* Your goal *
Exact copies of all the entries below are expected in the answer.
##########
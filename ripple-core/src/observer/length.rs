//! Scalar observers derived from a collection observer.
//!
//! These are not sources of truth. Each subscribes to its parent
//! [`CollectionObserver`] while it has subscribers of its own, re-derives
//! its scalar on every collection change and notifies only when the scalar
//! actually changed.

use std::cell::RefCell;
use std::rc::{Rc, Weak};

use super::{CollectionChange, CollectionObserver, Observable, ObserverKind, PropertyObserver};
use crate::error::ObservationError;
use crate::reactive::{CollectionSubscriber, Subscriber, SubscriberId, SubscriberRecord};
use crate::value::{is_valid_array_length, Value};

/// Shared bookkeeping of the derived observers.
struct Derived<T> {
    id: SubscriberId,
    parent: Weak<CollectionObserver>,
    last: RefCell<Value>,
    subs: SubscriberRecord,
    weak_self: Weak<T>,
}

impl<T: CollectionSubscriber + 'static> Derived<T> {
    fn new(parent: Weak<CollectionObserver>, weak_self: &Weak<T>) -> Self {
        Self {
            id: SubscriberId::new(),
            parent,
            last: RefCell::new(Value::Undefined),
            subs: SubscriberRecord::new(),
            weak_self: weak_self.clone(),
        }
    }

    fn collection(&self) -> Option<Value> {
        self.parent.upgrade().and_then(|parent| parent.collection())
    }

    fn subscribe(&self, subscriber: Subscriber, current: Value) {
        if !self.subs.add(subscriber) || self.subs.count() != 1 {
            return;
        }
        *self.last.borrow_mut() = current;
        if let Some(parent) = self.parent.upgrade() {
            let target: Weak<dyn CollectionSubscriber> = self.weak_self.clone();
            parent.subscribe(Subscriber::Collection { id: self.id, target });
        }
    }

    fn unsubscribe(&self, id: SubscriberId) {
        if self.subs.remove(id) && self.subs.is_empty() {
            if let Some(parent) = self.parent.upgrade() {
                parent.unsubscribe(self.id);
            }
        }
    }

    /// Store `current` and notify if it differs from the last value seen.
    /// Detaches from the parent once every subscriber has been dropped.
    fn refresh(&self, current: Value, changed: impl Fn(&Value, &Value) -> bool) {
        let old = self.last.replace(current.clone());
        if changed(&current, &old) {
            self.subs.notify(&current, &old);
        } else {
            self.subs.prune();
        }
        if self.subs.is_empty() {
            if let Some(parent) = self.parent.upgrade() {
                parent.unsubscribe(self.id);
            }
        }
    }
}

/// Observer of an array's `length`.
pub struct CollectionLengthObserver {
    derived: Derived<CollectionLengthObserver>,
}

impl CollectionLengthObserver {
    pub(crate) fn new(parent: Weak<CollectionObserver>) -> Rc<Self> {
        Rc::new_cyclic(|weak_self| Self {
            derived: Derived::new(parent, weak_self),
        })
    }

    fn current(&self) -> Value {
        match self.derived.collection() {
            Some(Value::Array(array)) => Value::from(array.raw_len()),
            _ => Value::Undefined,
        }
    }
}

impl Observable for CollectionLengthObserver {
    fn subscribe(&self, subscriber: Subscriber) {
        self.derived.subscribe(subscriber, self.current());
    }

    fn unsubscribe(&self, id: SubscriberId) {
        self.derived.unsubscribe(id);
    }

    fn subscriber_count(&self) -> usize {
        self.derived.subs.count()
    }
}

impl PropertyObserver for CollectionLengthObserver {
    fn get_value(&self) -> Value {
        self.current()
    }

    /// Truncates or extends the array. Values that are not valid array
    /// lengths (negative, fractional, NaN, non-numbers) are ignored.
    fn set_value(&self, value: Value) -> Result<(), ObservationError> {
        if let (Value::Number(n), Some(Value::Array(array))) = (&value, self.derived.collection()) {
            if is_valid_array_length(*n) {
                array.set_length(*n as usize);
            }
        }
        Ok(())
    }

    fn kind(&self) -> ObserverKind {
        ObserverKind::CollectionLength
    }
}

impl CollectionSubscriber for CollectionLengthObserver {
    fn handle_collection_change(&self, _: &CollectionChange) {
        self.derived.refresh(self.current(), |new, old| !new.strict_eq(old));
    }
}

/// Observer of a map's or set's `size`. Read-only.
pub struct CollectionSizeObserver {
    derived: Derived<CollectionSizeObserver>,
}

impl CollectionSizeObserver {
    pub(crate) fn new(parent: Weak<CollectionObserver>) -> Rc<Self> {
        Rc::new_cyclic(|weak_self| Self {
            derived: Derived::new(parent, weak_self),
        })
    }

    fn current(&self) -> Value {
        match self.derived.collection() {
            Some(Value::Map(map)) => Value::from(map.raw_size()),
            Some(Value::Set(set)) => Value::from(set.raw_size()),
            _ => Value::Undefined,
        }
    }
}

impl Observable for CollectionSizeObserver {
    fn subscribe(&self, subscriber: Subscriber) {
        self.derived.subscribe(subscriber, self.current());
    }

    fn unsubscribe(&self, id: SubscriberId) {
        self.derived.unsubscribe(id);
    }

    fn subscriber_count(&self) -> usize {
        self.derived.subs.count()
    }
}

impl PropertyObserver for CollectionSizeObserver {
    fn get_value(&self) -> Value {
        self.current()
    }

    fn set_value(&self, _: Value) -> Result<(), ObservationError> {
        Ok(())
    }

    fn kind(&self) -> ObserverKind {
        ObserverKind::CollectionSize
    }
}

impl CollectionSubscriber for CollectionSizeObserver {
    fn handle_collection_change(&self, _: &CollectionChange) {
        self.derived.refresh(self.current(), |new, old| !new.strict_eq(old));
    }
}

/// Observer of one array element.
pub struct ArrayIndexObserver {
    index: usize,
    derived: Derived<ArrayIndexObserver>,
}

impl ArrayIndexObserver {
    pub(crate) fn new(parent: Weak<CollectionObserver>, index: usize) -> Rc<Self> {
        Rc::new_cyclic(|weak_self| Self {
            index,
            derived: Derived::new(parent, weak_self),
        })
    }

    pub fn index(&self) -> usize {
        self.index
    }

    fn current(&self) -> Value {
        match self.derived.collection() {
            Some(Value::Array(array)) => array.raw_get(self.index),
            _ => Value::Undefined,
        }
    }
}

impl Observable for ArrayIndexObserver {
    fn subscribe(&self, subscriber: Subscriber) {
        self.derived.subscribe(subscriber, self.current());
    }

    fn unsubscribe(&self, id: SubscriberId) {
        self.derived.unsubscribe(id);
    }

    fn subscriber_count(&self) -> usize {
        self.derived.subs.count()
    }
}

impl PropertyObserver for ArrayIndexObserver {
    fn get_value(&self) -> Value {
        self.current()
    }

    fn set_value(&self, value: Value) -> Result<(), ObservationError> {
        if let Some(Value::Array(array)) = self.derived.collection() {
            array.set(self.index, value);
        }
        Ok(())
    }

    fn kind(&self) -> ObserverKind {
        ObserverKind::ArrayIndex
    }
}

impl CollectionSubscriber for ArrayIndexObserver {
    fn handle_collection_change(&self, _: &CollectionChange) {
        self.derived.refresh(self.current(), |new, old| !new.same_value(old));
    }
}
##########
* Response to this exercise *
filename ripple-core/src/observer/length.rs
//! Scalar observers derived from a collection observer.
//!
//! These are not sources of truth. Each subscribes to its parent
//! [`CollectionObserver`] while it has subscribers of its own, re-derives
//! its scalar on every collection change and notifies only when the scalar
//! actually changed.

use std::cell::RefCell;
use std::rc::{Rc, Weak};

use super::{CollectionChange, CollectionObserver, Observable, ObserverKind, PropertyObserver};
use crate::error::ObservationError;
use crate::reactive::{CollectionSubscriber, Subscriber, SubscriberId, SubscriberRecord};
use crate::value::{is_valid_array_length, Value};

/// Shared bookkeeping of the derived observers.
struct Derived<T> {
    id: SubscriberId,
    parent: Weak<CollectionObserver>,
    last: RefCell<Value>,
    subs: SubscriberRecord,
    weak_self: Weak<T>,
}

impl<T: CollectionSubscriber + 'static> Derived<T> {
    fn new(parent: Weak<CollectionObserver>, weak_self: &Weak<T>) -> Self {
        Self {
            id: SubscriberId::new(),
            parent,
            last: RefCell::new(Value::Undefined),
            subs: SubscriberRecord::new(),
            weak_self: weak_self.clone(),
        }
    }

    fn collection(&self) -> Option<Value> {
        self.parent.upgrade().and_then(|parent| parent.collection())
    }

    fn subscribe(&self, subscriber: Subscriber, current: Value) {
        if !self.subs.add(subscriber) || self.subs.count() != 1 {
            return;
        }
        *self.last.borrow_mut() = current;
        if let Some(parent) = self.parent.upgrade() {
            let target: Weak<dyn CollectionSubscriber> = self.weak_self.clone();
            parent.subscribe(Subscriber::Collection { id: self.id, target });
        }
    }

    fn unsubscribe(&self, id: SubscriberId) {
        if self.subs.remove(id) && self.subs.is_empty() {
            if let Some(parent) = self.parent.upgrade() {
                parent.unsubscribe(self.id);
            }
        }
    }

    /// Store `current` and notify if it differs from the last value seen.
    /// Detaches from the parent once every subscriber has been dropped.
    fn refresh(&self, current: Value, changed: impl Fn(&Value, &Value) -> bool) {
        let old = self.last.replace(current.clone());
        if changed(&current, &old) {
            self.subs.notify(&current, &old);
        } else {
            self.subs.prune();
        }
        if self.subs.is_empty() {
            if let Some(parent) = self.parent.upgrade() {
                parent.unsubscribe(self.id);
            }
        }
    }
}

/// Observer of an array's `length`.
pub struct CollectionLengthObserver {
    derived: Derived<CollectionLengthObserver>,
}

impl CollectionLengthObserver {
    pub(crate) fn new(parent: Weak<CollectionObserver>) -> Rc<Self> {
        Rc::new_cyclic(|weak_self| Self {
            derived: Derived::new(parent, weak_self),
        })
    }

    fn current(&self) -> Value {
        match self.derived.collection() {
            Some(Value::Array(array)) => Value::from(array.raw_len()),
            _ => Value::Undefined,
        }
    }
}

impl Observable for CollectionLengthObserver {
    fn subscribe(&self, subscriber: Subscriber) {
        self.derived.subscribe(subscriber, self.current());
    }

    fn unsubscribe(&self, id: SubscriberId) {
        self.derived.unsubscribe(id);
    }

    fn subscriber_count(&self) -> usize {
        self.derived.subs.count()
    }
}

impl PropertyObserver for CollectionLengthObserver {
    fn get_value(&self) -> Value {
        self.current()
    }

    /// Truncates or extends the array. Values that are not valid array
    /// lengths (negative, fractional, NaN, non-numbers) are ignored.
    fn set_value(&self, value: Value) -> Result<(), ObservationError> {
        if let (Value::Number(n), Some(Value::Array(array))) = (&value, self.derived.collection()) {
            if is_valid_array_length(*n) {
                array.set_length(*n as usize);
            }
        }
        Ok(())
    }

    fn kind(&self) -> ObserverKind {
        ObserverKind::CollectionLength
    }
}

impl CollectionSubscriber for CollectionLengthObserver {
    fn handle_collection_change(&self, _: &CollectionChange) {
        self.derived.refresh(self.current(), |new, old| !new.strict_eq(old));
    }
}

/// Observer of a map's or set's `size`. Read-only.
pub struct CollectionSizeObserver {
    derived: Derived<CollectionSizeObserver>,
}

impl CollectionSizeObserver {
    pub(crate) fn new(parent: Weak<CollectionObserver>) -> Rc<Self> {
        Rc::new_cyclic(|weak_self| Self {
            derived: Derived::new(parent, weak_self),
        })
    }

    fn current(&self) -> Value {
        match self.derived.collection() {
            Some(Value::Map(map)) => Value::from(map.raw_size()),
            Some(Value::Set(set)) => Value::from(set.raw_size()),
            _ => Value::Undefined,
        }
    }
}

impl Observable for CollectionSizeObserver {
    fn subscribe(&self, subscriber: Subscriber) {
        self.derived.subscribe(subscriber, self.current());
    }

    fn unsubscribe(&self, id: SubscriberId) {
        self.derived.unsubscribe(id);
    }

    fn subscriber_count(&self) -> usize {
        self.derived.subs.count()
    }
}

impl PropertyObserver for CollectionSizeObserver {
    fn get_value(&self) -> Value {
        self.current()
    }

    fn set_value(&self, _: Value) -> Result<(), ObservationError> {
        Ok(())
    }

    fn kind(&self) -> ObserverKind {
        ObserverKind::CollectionSize
    }
}

impl CollectionSubscriber for CollectionSizeObserver {
    fn handle_collection_change(&self, _: &CollectionChange) {
        self.derived.refresh(self.current(), |new, old| !new.strict_eq(old));
    }
}

/// Observer of one array element.
pub struct ArrayIndexObserver {
    index: usize,
    derived: Derived<ArrayIndexObserver>,
}

impl ArrayIndexObserver {
    pub(crate) fn new(parent: Weak<CollectionObserver>, index: usize) -> Rc<Self> {
        Rc::new_cyclic(|weak_self| Self {
            index,
            derived: Derived::new(parent, weak_self),
        })
    }

    pub fn index(&self) -> usize {
        self.index
    }

    fn current(&self) -> Value {
        match self.derived.collection() {
            Some(Value::Array(array)) => array.raw_get(self.index),
            _ => Value::Undefined,
        }
    }
}

impl Observable for ArrayIndexObserver {
    fn subscribe(&self, subscriber: Subscriber) {
        self.derived.subscribe(subscriber, self.current());
    }

    fn unsubscribe(&self, id: SubscriberId) {
        self.derived.unsubscribe(id);
    }

    fn subscriber_count(&self) -> usize {
        self.derived.subs.count()
    }
}

impl PropertyObserver for ArrayIndexObserver {
    fn get_value(&self) -> Value {
        self.current()
    }

    fn set_value(&self, value: Value) -> Result<(), ObservationError> {
        if let Some(Value::Array(array)) = self.derived.collection() {
            array.set(self.index, value);
        }
        Ok(())
    }

    fn kind(&self) -> ObserverKind {
        ObserverKind::ArrayIndex
    }
}

impl CollectionSubscriber for ArrayIndexObserver {
    fn handle_collection_change(&self, _: &CollectionChange) {
        self.derived.refresh(self.current(), |new, old| !new.same_value(old));
    }
}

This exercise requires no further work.